▼

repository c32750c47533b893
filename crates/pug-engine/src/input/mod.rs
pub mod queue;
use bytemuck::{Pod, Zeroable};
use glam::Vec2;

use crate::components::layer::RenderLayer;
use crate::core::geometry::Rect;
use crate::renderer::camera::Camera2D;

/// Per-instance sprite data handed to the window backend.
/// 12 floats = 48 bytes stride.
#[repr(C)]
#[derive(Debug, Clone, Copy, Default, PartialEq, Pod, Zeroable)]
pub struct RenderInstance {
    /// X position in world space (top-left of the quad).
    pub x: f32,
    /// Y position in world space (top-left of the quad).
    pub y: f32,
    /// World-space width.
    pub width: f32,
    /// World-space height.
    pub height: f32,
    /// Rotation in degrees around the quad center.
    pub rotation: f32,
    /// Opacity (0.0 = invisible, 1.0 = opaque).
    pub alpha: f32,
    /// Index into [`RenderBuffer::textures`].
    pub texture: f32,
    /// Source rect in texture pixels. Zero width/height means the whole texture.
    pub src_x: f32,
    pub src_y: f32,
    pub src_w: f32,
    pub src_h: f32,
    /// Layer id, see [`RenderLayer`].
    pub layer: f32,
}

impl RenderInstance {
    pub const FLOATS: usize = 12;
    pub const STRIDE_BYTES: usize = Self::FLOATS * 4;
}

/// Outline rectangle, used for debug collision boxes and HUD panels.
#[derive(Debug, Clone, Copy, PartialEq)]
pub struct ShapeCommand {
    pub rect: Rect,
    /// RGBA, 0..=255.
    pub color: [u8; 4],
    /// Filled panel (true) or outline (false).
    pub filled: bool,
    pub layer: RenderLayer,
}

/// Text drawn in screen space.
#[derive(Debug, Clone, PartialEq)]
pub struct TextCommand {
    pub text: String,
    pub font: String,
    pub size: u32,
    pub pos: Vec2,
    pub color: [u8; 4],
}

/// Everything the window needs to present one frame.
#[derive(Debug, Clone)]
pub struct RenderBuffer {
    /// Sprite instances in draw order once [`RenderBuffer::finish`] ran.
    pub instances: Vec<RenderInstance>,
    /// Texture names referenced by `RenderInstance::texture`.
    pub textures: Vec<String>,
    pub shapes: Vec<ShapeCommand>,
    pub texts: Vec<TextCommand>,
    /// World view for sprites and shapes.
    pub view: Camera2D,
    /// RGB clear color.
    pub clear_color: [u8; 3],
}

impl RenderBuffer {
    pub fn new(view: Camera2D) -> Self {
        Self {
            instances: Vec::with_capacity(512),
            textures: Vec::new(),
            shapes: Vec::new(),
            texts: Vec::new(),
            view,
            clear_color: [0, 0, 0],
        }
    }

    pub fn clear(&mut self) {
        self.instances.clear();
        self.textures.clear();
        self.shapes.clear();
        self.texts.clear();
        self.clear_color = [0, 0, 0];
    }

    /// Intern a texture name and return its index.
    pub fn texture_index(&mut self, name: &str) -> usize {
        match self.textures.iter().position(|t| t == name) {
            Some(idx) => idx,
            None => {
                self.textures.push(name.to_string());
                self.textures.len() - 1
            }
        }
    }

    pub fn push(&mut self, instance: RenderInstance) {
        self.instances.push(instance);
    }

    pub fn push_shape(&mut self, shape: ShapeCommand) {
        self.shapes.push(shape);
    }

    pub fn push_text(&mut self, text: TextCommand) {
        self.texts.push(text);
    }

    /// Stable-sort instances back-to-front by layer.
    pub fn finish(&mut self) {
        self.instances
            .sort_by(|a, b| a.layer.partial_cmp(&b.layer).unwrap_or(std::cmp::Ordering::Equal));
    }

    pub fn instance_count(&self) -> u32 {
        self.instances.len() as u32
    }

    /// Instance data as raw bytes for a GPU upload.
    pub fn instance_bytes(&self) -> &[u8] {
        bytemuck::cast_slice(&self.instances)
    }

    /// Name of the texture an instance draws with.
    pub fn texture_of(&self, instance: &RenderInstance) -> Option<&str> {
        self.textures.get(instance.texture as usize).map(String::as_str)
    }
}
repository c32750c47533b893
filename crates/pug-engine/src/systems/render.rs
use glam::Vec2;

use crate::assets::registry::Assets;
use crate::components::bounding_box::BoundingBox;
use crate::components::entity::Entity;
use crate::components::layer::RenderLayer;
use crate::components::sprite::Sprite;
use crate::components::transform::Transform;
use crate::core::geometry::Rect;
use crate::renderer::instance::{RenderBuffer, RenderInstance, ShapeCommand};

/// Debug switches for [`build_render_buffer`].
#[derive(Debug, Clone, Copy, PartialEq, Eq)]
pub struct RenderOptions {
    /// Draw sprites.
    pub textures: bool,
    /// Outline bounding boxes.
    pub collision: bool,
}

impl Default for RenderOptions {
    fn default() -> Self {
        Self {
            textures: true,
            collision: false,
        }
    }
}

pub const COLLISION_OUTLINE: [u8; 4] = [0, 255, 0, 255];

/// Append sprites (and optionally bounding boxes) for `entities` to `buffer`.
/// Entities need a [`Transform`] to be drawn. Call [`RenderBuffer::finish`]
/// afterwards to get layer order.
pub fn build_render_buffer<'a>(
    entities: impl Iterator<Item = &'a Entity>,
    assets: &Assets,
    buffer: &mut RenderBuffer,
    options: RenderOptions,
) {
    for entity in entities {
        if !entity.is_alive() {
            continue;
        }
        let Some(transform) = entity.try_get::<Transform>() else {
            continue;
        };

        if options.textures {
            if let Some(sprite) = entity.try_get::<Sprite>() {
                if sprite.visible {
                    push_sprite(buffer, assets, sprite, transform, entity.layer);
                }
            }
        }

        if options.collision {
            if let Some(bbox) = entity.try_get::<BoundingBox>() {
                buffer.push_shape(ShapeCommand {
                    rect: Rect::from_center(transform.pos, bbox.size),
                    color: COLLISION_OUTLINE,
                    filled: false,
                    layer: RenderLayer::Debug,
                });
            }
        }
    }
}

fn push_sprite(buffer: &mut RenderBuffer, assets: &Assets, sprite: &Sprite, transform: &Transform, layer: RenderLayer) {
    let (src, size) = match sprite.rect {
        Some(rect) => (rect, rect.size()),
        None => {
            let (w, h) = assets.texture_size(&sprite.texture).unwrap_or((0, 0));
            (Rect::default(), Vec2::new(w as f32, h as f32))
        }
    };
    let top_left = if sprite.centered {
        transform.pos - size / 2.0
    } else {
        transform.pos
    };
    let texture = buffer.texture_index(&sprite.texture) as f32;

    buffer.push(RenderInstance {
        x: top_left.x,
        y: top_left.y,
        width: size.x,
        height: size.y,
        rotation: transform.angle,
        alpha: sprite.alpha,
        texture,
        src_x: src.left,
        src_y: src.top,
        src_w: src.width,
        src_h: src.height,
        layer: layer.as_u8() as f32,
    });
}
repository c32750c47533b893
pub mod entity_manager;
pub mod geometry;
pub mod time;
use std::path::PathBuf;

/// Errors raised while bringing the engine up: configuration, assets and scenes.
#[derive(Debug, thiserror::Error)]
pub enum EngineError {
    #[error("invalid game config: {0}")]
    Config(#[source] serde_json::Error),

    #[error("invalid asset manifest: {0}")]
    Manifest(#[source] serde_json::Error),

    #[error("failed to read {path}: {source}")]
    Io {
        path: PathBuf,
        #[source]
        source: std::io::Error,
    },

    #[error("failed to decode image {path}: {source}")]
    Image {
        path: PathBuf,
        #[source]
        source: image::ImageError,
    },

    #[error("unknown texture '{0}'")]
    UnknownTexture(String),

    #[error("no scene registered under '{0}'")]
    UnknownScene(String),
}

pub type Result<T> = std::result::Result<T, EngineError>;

▲

Task objective
Line by line, transcribe the material exactly.

Result
repository c32750c47533b893
filename crates/pug-engine/src/input/mod.rs
pub mod queue;
use bytemuck::{Pod, Zeroable};
use glam::Vec2;

use crate::components::layer::RenderLayer;
use crate::core::geometry::Rect;
use crate::renderer::camera::Camera2D;

/// Per-instance sprite data handed to the window backend.
/// 12 floats = 48 bytes stride.
#[repr(C)]
#[derive(Debug, Clone, Copy, Default, PartialEq, Pod, Zeroable)]
pub struct RenderInstance {
    /// X position in world space (top-left of the quad).
    pub x: f32,
    /// Y position in world space (top-left of the quad).
    pub y: f32,
    /// World-space width.
    pub width: f32,
    /// World-space height.
    pub height: f32,
    /// Rotation in degrees around the quad center.
    pub rotation: f32,
    /// Opacity (0.0 = invisible, 1.0 = opaque).
    pub alpha: f32,
    /// Index into [`RenderBuffer::textures`].
    pub texture: f32,
    /// Source rect in texture pixels. Zero width/height means the whole texture.
    pub src_x: f32,
    pub src_y: f32,
    pub src_w: f32,
    pub src_h: f32,
    /// Layer id, see [`RenderLayer`].
    pub layer: f32,
}

impl RenderInstance {
    pub const FLOATS: usize = 12;
    pub const STRIDE_BYTES: usize = Self::FLOATS * 4;
}

/// Outline rectangle, used for debug collision boxes and HUD panels.
#[derive(Debug, Clone, Copy, PartialEq)]
pub struct ShapeCommand {
    pub rect: Rect,
    /// RGBA, 0..=255.
    pub color: [u8; 4],
    /// Filled panel (true) or outline (false).
    pub filled: bool,
    pub layer: RenderLayer,
}

/// Text drawn in screen space.
#[derive(Debug, Clone, PartialEq)]
pub struct TextCommand {
    pub text: String,
    pub font: String,
    pub size: u32,
    pub pos: Vec2,
    pub color: [u8; 4],
}

/// Everything the window needs to present one frame.
#[derive(Debug, Clone)]
pub struct RenderBuffer {
    /// Sprite instances in draw order once [`RenderBuffer::finish`] ran.
    pub instances: Vec<RenderInstance>,
    /// Texture names referenced by `RenderInstance::texture`.
    pub textures: Vec<String>,
    pub shapes: Vec<ShapeCommand>,
    pub texts: Vec<TextCommand>,
    /// World view for sprites and shapes.
    pub view: Camera2D,
    /// RGB clear color.
    pub clear_color: [u8; 3],
}

impl RenderBuffer {
    pub fn new(view: Camera2D) -> Self {
        Self {
            instances: Vec::with_capacity(512),
            textures: Vec::new(),
            shapes: Vec::new(),
            texts: Vec::new(),
            view,
            clear_color: [0, 0, 0],
        }
    }

    pub fn clear(&mut self) {
        self.instances.clear();
        self.textures.clear();
        self.shapes.clear();
        self.texts.clear();
        self.clear_color = [0, 0, 0];
    }

    /// Intern a texture name and return its index.
    pub fn texture_index(&mut self, name: &str) -> usize {
        match self.textures.iter().position(|t| t == name) {
            Some(idx) => idx,
            None => {
                self.textures.push(name.to_string());
                self.textures.len() - 1
            }
        }
    }

    pub fn push(&mut self, instance: RenderInstance) {
        self.instances.push(instance);
    }

    pub fn push_shape(&mut self, shape: ShapeCommand) {
        self.shapes.push(shape);
    }

    pub fn push_text(&mut self, text: TextCommand) {
        self.texts.push(text);
    }

    /// Stable-sort instances back-to-front by layer.
    pub fn finish(&mut self) {
        self.instances
            .sort_by(|a, b| a.layer.partial_cmp(&b.layer).unwrap_or(std::cmp::Ordering::Equal));
    }

    pub fn instance_count(&self) -> u32 {
        self.instances.len() as u32
    }

    /// Instance data as raw bytes for a GPU upload.
    pub fn instance_bytes(&self) -> &[u8] {
        bytemuck::cast_slice(&self.instances)
    }

    /// Name of the texture an instance draws with.
    pub fn texture_of(&self, instance: &RenderInstance) -> Option<&str> {
        self.textures.get(instance.texture as usize).map(String::as_str)
    }
}
repository c32750c47533b893
filename crates/pug-engine/src/systems/render.rs
use glam::Vec2;

use crate::assets::registry::Assets;
use crate::components::bounding_box::BoundingBox;
use crate::components::entity::Entity;
use crate::components::layer::RenderLayer;
use crate::components::sprite::Sprite;
use crate::components::transform::Transform;
use crate::core::geometry::Rect;
use crate::renderer::instance::{RenderBuffer, RenderInstance, ShapeCommand};

/// Debug switches for [`build_render_buffer`].
#[derive(Debug, Clone, Copy, PartialEq, Eq)]
pub struct RenderOptions {
    /// Draw sprites.
    pub textures: bool,
    /// Outline bounding boxes.
    pub collision: bool,
}

impl Default for RenderOptions {
    fn default() -> Self {
        Self {
            textures: true,
            collision: false,
        }
    }
}

pub const COLLISION_OUTLINE: [u8; 4] = [0, 255, 0, 255];

/// Append sprites (and optionally bounding boxes) for `entities` to `buffer`.
/// Entities need a [`Transform`] to be drawn. Call [`RenderBuffer::finish`]
/// afterwards to get layer order.
pub fn build_render_buffer<'a>(
    entities: impl Iterator<Item = &'a Entity>,
    assets: &Assets,
    buffer: &mut RenderBuffer,
    options: RenderOptions,
) {
    for entity in entities {
        if !entity.is_alive() {
            continue;
        }
        let Some(transform) = entity.try_get::<Transform>() else {
            continue;
        };

        if options.textures {
            if let Some(sprite) = entity.try_get::<Sprite>() {
                if sprite.visible {
                    push_sprite(buffer, assets, sprite, transform, entity.layer);
                }
            }
        }

        if options.collision {
            if let Some(bbox) = entity.try_get::<BoundingBox>() {
                buffer.push_shape(ShapeCommand {
                    rect: Rect::from_center(transform.pos, bbox.size),
                    color: COLLISION_OUTLINE,
                    filled: false,
                    layer: RenderLayer::Debug,
                });
            }
        }
    }
}

fn push_sprite(buffer: &mut RenderBuffer, assets: &Assets, sprite: &Sprite, transform: &Transform, layer: RenderLayer) {
    let (src, size) = match sprite.rect {
        Some(rect) => (rect, rect.size()),
        None => {
            let (w, h) = assets.texture_size(&sprite.texture).unwrap_or((0, 0));
            (Rect::default(), Vec2::new(w as f32, h as f32))
        }
    };
    let top_left = if sprite.centered {
        transform.pos - size / 2.0
    } else {
        transform.pos
    };
    let texture = buffer.texture_index(&sprite.texture) as f32;

    buffer.push(RenderInstance {
        x: top_left.x,
        y: top_left.y,
        width: size.x,
        height: size.y,
        rotation: transform.angle,
        alpha: sprite.alpha,
        texture,
        src_x: src.left,
        src_y: src.top,
        src_w: src.width,
        src_h: src.height,
        layer: layer.as_u8() as f32,
    });
}
repository c32750c47533b893
pub mod entity_manager;
pub mod geometry;
pub mod time;
use std::path::PathBuf;

/// Errors raised while bringing the engine up: configuration, assets and scenes.
#[derive(Debug, thiserror::Error)]
pub enum EngineError {
    #[error("invalid game config: {0}")]
    Config(#[source] serde_json::Error),

    #[error("invalid asset manifest: {0}")]
    Manifest(#[source] serde_json::Error),

    #[error("failed to read {path}: {source}")]
    Io {
        path: PathBuf,
        #[source]
        source: std::io::Error,
    },

    #[error("failed to decode image {path}: {source}")]
    Image {
        path: PathBuf,
        #[source]
        source: image::ImageError,
    },

    #[error("unknown texture '{0}'")]
    UnknownTexture(String),

    #[error("no scene registered under '{0}'")]
    UnknownScene(String),
}

pub type Result<T> = std::result::Result<T, EngineError>;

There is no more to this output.